Denver loyalty and rewards startup Plink has been on a roll lately. Back in June we brought you this story about how they partnered with TangoCard to bring their rewards beyond Facebook credits and that strategy has seemed to pay off.

Today they’ve announced that they’ve closed a $3 million dollar series A round entirely from mid-atlantic (VA & MD) based Grotech Ventures.

Plink began as a company that would take offline businesses and incentivize their customer base with something simple, and easy that millions would benefit from, Facebook credits. While only offering Facebook credits they rapidly ramped up their brick and mortar customer base, until the recent transition to rewards from TangoCard partners. The company has reported that they will use the new funding to continue accelerating development of their offline program. Of course they will also ramp up member acquisition and their marketing efforts.

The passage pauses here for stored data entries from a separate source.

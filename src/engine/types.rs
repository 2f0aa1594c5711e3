//! Career Engine Types
//!
//! Core data structures shared across the engine. Turns and recommendations
//! are immutable once constructed; catalog entries are immutable after load.

use chrono::{DateTime, Utc};
use serde::{Deserialize, Serialize};

// ============================================================
// CONVERSATION
// ============================================================

/// One completed user-message/assistant-reply exchange.
///
/// Created only after a verified successful backend call, never mutated.
#[derive(Debug, Clone, PartialEq, Serialize, Deserialize)]
pub struct ConversationTurn {
    pub user_text: String,
    pub assistant_text: String,
    pub timestamp: DateTime<Utc>,
    /// Structured context the client attached to this message, if any.
    pub context: Option<UserContext>,
}

/// Structured context a client may attach to a chat message.
#[derive(Debug, Clone, Default, PartialEq, Serialize, Deserialize)]
pub struct UserContext {
    /// Assessment answers collected earlier in the session.
    pub assessment: Option<UserProfile>,
    pub career_stage: Option<String>,
    pub goals: Option<String>,
}

// ============================================================
// ASSESSMENT
// ============================================================

/// Profile supplied with an assessment request. Read-only input; the engine
/// never owns it beyond the call.
#[derive(Debug, Clone, Default, PartialEq, Serialize, Deserialize)]
pub struct UserProfile {
    pub interests: Vec<String>,
    pub skills: Vec<String>,
    pub experience_level: String,
    pub education: String,
    #[serde(default)]
    pub work_values: Vec<String>,
}

/// A single career recommendation, produced fresh per assessment call.
///
/// Comes from exactly one of two sources: validated backend output, or the
/// deterministic catalog fallback in `recommend`.
#[derive(Debug, Clone, PartialEq, Serialize, Deserialize)]
pub struct CareerRecommendation {
    pub career_title: String,
    /// Fit score in [0, 100].
    pub match_score: u8,
    pub reasons: Vec<String>,
    pub next_steps: Vec<String>,
    pub salary_range: String,
    pub growth_prospect: String,
}

// ============================================================
// CATALOG
// ============================================================

/// Static catalog record describing one known career.
#[derive(Debug, Clone, Serialize, Deserialize)]
pub struct CareerCatalogEntry {
    pub id: String,
    pub title: String,
    pub description: String,
    pub skills_required: Vec<String>,
    pub education: String,
    pub salary_range: String,
    pub growth_prospects: String,
    pub career_path: String,
    pub trending_skills: Vec<String>,
}

// ============================================================
// INTROSPECTION
// ============================================================

/// Snapshot of engine health for the status endpoint.
#[derive(Debug, Clone, Serialize)]
pub struct EngineStatus {
    /// Character length of the instruction block.
    pub prompt_length: usize,
    /// Number of catalog entries across all categories.
    pub catalog_size: usize,
    /// Turns recorded so far in this session.
    pub turn_count: usize,
    #[serde(skip_serializing_if = "Option::is_none")]
    pub last_interaction: Option<DateTime<Utc>>,
}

“Connecting online-to-offline is a challenge for marketers,” said Plink Co-founder and CEO Peter Vogel. “Plink bridges that gap and Grotech Ventures’ investment brings nearly 20 years of successful experience, an enormous amount of industry know-how, insight, and strategic guidance to propel Plink to the next level.”

“For consumers, Plink is a no-brainer,” said Joe Zell, general partner of Grotech Ventures. “Why wouldn’t someone join and get rewards for going out to their favorite places? There’s no extra card to carry or steps a consumer has to take. In addition, Plink has already proven that huge national restaurant brands love the model and they’re already seeing significant increases in consumer purchases.”

Some of the largest fast food establishments are already on board with Plink including Arby’s, Dunkin Donuts and Burger King.

Large chains have embraced Plink because it doesn’t require any changes to their existing point-of-sale infrastructure, does not require staff training, Plink does all the marketing and the restaurants only pay a percentage of the sales that Plink drives. Initial results have shown that Plink members are spending 65 percent more per month at partner restaurants than they were prior to joining Plink. It’s a risk-free, 100 percent turn-key model for national chains and Plink will soon be adding large retail and travel partners.

Plink has raised $4 million to date.